▶ _Exercise goal_
Check each line of the records for "struct"; collect those that have it.

--- START ---

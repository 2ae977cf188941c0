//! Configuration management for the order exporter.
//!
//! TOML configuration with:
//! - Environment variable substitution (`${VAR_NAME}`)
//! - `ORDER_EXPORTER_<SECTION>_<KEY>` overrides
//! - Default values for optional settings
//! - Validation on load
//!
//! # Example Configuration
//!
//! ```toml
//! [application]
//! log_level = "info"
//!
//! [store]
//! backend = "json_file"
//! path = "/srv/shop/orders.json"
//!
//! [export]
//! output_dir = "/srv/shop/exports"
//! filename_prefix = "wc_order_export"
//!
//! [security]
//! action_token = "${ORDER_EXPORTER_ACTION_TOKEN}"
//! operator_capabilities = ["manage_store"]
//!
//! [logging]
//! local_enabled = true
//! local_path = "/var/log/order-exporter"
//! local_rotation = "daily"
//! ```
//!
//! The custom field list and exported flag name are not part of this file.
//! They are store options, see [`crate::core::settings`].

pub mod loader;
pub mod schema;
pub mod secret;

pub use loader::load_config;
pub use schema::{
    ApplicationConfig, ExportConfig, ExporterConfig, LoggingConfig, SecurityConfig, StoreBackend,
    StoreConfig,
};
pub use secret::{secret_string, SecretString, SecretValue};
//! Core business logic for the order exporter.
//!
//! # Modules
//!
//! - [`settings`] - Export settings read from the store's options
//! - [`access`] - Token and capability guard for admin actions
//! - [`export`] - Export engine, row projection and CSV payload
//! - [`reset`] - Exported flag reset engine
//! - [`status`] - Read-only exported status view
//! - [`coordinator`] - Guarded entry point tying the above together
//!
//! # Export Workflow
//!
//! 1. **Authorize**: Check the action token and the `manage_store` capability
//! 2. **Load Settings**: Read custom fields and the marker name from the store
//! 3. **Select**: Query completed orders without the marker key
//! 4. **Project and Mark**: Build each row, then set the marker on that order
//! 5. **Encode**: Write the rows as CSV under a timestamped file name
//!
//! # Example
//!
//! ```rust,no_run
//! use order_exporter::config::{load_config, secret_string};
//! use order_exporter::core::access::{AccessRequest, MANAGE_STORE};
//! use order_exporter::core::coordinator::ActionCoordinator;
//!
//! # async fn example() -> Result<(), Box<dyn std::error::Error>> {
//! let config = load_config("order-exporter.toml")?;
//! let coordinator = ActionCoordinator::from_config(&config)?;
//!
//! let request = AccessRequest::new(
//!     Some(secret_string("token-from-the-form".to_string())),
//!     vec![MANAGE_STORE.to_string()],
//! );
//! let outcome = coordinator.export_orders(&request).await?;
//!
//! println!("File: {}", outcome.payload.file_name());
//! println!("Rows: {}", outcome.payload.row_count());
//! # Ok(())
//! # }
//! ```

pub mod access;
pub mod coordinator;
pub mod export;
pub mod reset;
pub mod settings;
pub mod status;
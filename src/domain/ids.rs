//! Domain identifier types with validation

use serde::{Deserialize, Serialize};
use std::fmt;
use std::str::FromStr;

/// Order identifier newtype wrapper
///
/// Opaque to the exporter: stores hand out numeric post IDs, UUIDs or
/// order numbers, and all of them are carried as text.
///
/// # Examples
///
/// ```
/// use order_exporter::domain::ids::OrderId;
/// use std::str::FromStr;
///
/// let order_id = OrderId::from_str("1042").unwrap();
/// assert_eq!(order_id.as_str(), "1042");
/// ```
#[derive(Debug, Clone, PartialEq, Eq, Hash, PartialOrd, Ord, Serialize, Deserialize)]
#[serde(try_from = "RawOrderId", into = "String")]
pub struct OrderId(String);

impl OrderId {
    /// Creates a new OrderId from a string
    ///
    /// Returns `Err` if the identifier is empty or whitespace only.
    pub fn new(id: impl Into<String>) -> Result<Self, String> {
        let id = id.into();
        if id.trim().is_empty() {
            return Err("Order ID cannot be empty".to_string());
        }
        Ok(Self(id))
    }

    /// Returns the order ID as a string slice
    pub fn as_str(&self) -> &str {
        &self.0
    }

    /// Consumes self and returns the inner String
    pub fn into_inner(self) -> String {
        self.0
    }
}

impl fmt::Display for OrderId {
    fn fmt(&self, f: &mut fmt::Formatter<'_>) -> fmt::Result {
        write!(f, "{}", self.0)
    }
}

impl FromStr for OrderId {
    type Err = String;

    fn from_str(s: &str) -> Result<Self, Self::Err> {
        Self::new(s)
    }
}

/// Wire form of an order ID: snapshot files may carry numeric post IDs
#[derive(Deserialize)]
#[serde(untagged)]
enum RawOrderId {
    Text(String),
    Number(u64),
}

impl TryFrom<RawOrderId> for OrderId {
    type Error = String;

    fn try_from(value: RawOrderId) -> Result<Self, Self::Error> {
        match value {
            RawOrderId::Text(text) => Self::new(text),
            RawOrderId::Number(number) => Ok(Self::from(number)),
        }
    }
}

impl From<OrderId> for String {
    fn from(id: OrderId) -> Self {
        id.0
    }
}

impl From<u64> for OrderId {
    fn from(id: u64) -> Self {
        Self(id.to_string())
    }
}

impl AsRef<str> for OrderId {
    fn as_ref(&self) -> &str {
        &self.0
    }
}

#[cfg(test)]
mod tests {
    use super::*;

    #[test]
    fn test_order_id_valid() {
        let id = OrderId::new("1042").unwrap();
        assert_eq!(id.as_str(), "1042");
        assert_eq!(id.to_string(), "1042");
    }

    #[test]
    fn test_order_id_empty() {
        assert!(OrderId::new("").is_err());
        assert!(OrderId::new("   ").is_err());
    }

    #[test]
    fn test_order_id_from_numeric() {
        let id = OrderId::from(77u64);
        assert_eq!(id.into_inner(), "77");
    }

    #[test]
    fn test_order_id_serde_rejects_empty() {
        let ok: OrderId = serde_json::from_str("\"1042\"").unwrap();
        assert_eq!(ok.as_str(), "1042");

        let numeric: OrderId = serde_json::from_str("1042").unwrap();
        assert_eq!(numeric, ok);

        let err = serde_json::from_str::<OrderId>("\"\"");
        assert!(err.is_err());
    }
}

--- END ---
--- START ---

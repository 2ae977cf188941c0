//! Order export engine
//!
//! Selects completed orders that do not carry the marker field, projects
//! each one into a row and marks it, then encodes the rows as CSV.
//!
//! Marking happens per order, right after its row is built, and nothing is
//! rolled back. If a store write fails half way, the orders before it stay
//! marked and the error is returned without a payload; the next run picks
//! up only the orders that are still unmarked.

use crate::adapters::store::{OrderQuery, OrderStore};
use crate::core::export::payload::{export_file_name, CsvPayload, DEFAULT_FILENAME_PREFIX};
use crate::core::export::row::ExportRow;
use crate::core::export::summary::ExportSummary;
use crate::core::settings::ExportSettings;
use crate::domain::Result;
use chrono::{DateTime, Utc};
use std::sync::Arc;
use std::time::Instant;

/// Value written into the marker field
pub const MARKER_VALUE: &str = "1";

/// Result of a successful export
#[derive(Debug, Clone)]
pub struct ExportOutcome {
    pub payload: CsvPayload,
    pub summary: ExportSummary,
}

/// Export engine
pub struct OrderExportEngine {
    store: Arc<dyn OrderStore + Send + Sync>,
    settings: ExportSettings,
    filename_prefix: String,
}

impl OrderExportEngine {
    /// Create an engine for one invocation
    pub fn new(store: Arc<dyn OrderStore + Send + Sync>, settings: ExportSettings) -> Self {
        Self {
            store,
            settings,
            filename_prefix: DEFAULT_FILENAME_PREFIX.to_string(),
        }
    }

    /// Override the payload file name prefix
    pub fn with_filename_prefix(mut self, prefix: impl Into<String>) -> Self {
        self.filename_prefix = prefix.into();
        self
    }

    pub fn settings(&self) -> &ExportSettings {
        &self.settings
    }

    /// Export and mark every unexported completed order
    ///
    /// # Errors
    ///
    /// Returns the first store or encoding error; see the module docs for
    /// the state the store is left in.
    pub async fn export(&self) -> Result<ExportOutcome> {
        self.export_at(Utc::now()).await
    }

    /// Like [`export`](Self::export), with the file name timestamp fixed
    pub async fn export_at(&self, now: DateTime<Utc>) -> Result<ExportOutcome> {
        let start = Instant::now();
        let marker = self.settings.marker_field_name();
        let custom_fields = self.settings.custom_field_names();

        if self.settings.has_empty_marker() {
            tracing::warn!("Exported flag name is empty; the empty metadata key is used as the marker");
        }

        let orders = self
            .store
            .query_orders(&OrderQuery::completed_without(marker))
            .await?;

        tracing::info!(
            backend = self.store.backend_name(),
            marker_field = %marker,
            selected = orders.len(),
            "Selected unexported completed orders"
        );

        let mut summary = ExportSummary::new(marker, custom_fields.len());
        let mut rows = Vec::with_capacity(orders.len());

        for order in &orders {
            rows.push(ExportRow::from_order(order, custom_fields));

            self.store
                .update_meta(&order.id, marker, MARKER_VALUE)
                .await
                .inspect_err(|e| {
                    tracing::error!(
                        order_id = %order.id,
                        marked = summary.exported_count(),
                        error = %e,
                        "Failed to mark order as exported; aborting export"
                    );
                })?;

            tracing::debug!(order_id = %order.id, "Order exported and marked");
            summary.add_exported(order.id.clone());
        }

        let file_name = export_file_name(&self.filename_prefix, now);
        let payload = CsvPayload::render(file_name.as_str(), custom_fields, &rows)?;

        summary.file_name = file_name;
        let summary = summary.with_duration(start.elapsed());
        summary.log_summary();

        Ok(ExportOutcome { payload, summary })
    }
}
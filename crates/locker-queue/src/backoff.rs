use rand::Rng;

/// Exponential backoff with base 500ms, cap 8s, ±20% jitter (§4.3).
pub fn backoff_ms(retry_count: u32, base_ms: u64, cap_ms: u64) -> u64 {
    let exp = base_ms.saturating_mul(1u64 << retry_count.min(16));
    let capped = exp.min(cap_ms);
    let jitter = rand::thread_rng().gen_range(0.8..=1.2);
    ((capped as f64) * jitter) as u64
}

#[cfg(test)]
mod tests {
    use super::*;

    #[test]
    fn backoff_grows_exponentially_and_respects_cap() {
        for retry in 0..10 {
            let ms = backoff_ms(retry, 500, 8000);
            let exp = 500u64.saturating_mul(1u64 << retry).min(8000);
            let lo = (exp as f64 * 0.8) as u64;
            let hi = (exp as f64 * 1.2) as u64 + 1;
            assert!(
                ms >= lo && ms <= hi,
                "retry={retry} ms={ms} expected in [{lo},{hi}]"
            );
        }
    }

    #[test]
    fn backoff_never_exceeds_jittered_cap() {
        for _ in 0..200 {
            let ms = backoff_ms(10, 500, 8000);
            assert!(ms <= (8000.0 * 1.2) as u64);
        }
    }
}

--- END ---
--- START ---

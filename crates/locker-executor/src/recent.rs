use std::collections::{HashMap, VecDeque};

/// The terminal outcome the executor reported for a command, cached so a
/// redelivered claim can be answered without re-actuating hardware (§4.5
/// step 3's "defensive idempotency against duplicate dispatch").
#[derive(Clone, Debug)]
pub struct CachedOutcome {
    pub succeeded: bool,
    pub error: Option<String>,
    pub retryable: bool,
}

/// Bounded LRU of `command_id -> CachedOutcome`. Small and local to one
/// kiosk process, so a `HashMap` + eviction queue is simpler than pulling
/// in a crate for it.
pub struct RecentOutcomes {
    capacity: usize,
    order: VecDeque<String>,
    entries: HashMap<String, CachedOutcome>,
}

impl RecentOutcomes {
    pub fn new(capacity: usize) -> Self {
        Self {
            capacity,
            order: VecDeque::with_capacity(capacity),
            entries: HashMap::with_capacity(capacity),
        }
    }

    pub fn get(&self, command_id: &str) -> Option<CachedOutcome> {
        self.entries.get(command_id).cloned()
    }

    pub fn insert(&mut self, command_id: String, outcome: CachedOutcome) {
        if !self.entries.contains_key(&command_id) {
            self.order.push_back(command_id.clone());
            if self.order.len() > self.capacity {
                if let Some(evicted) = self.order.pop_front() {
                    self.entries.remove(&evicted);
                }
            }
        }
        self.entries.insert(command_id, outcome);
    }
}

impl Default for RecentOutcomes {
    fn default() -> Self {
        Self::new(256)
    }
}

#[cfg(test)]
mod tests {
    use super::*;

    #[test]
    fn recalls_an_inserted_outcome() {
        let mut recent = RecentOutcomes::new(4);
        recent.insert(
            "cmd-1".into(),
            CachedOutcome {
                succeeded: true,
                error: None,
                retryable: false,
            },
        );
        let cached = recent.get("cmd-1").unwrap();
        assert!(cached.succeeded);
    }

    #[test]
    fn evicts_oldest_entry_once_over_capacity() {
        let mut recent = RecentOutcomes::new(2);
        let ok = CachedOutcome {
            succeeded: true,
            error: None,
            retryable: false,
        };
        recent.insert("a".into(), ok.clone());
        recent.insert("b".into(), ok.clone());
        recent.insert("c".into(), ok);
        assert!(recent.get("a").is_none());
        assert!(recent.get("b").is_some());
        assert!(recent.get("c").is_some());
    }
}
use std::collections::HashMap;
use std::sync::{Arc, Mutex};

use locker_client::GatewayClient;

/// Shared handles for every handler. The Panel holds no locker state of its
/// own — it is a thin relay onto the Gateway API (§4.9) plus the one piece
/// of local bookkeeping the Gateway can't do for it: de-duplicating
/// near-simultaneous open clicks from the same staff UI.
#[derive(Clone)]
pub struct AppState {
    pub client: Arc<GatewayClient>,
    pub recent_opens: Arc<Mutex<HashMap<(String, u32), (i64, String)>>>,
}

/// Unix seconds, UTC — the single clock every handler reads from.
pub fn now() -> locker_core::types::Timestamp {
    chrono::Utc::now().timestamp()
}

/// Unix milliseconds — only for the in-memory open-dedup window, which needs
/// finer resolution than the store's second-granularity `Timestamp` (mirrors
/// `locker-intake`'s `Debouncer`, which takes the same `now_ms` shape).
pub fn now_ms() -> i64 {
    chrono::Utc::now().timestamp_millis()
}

--- END ---

▶ _Reply_
pub struct OrderId(String);
pub struct ExportOutcome {
pub struct OrderExportEngine {
pub struct CachedOutcome {
pub struct RecentOutcomes {
pub struct AppState {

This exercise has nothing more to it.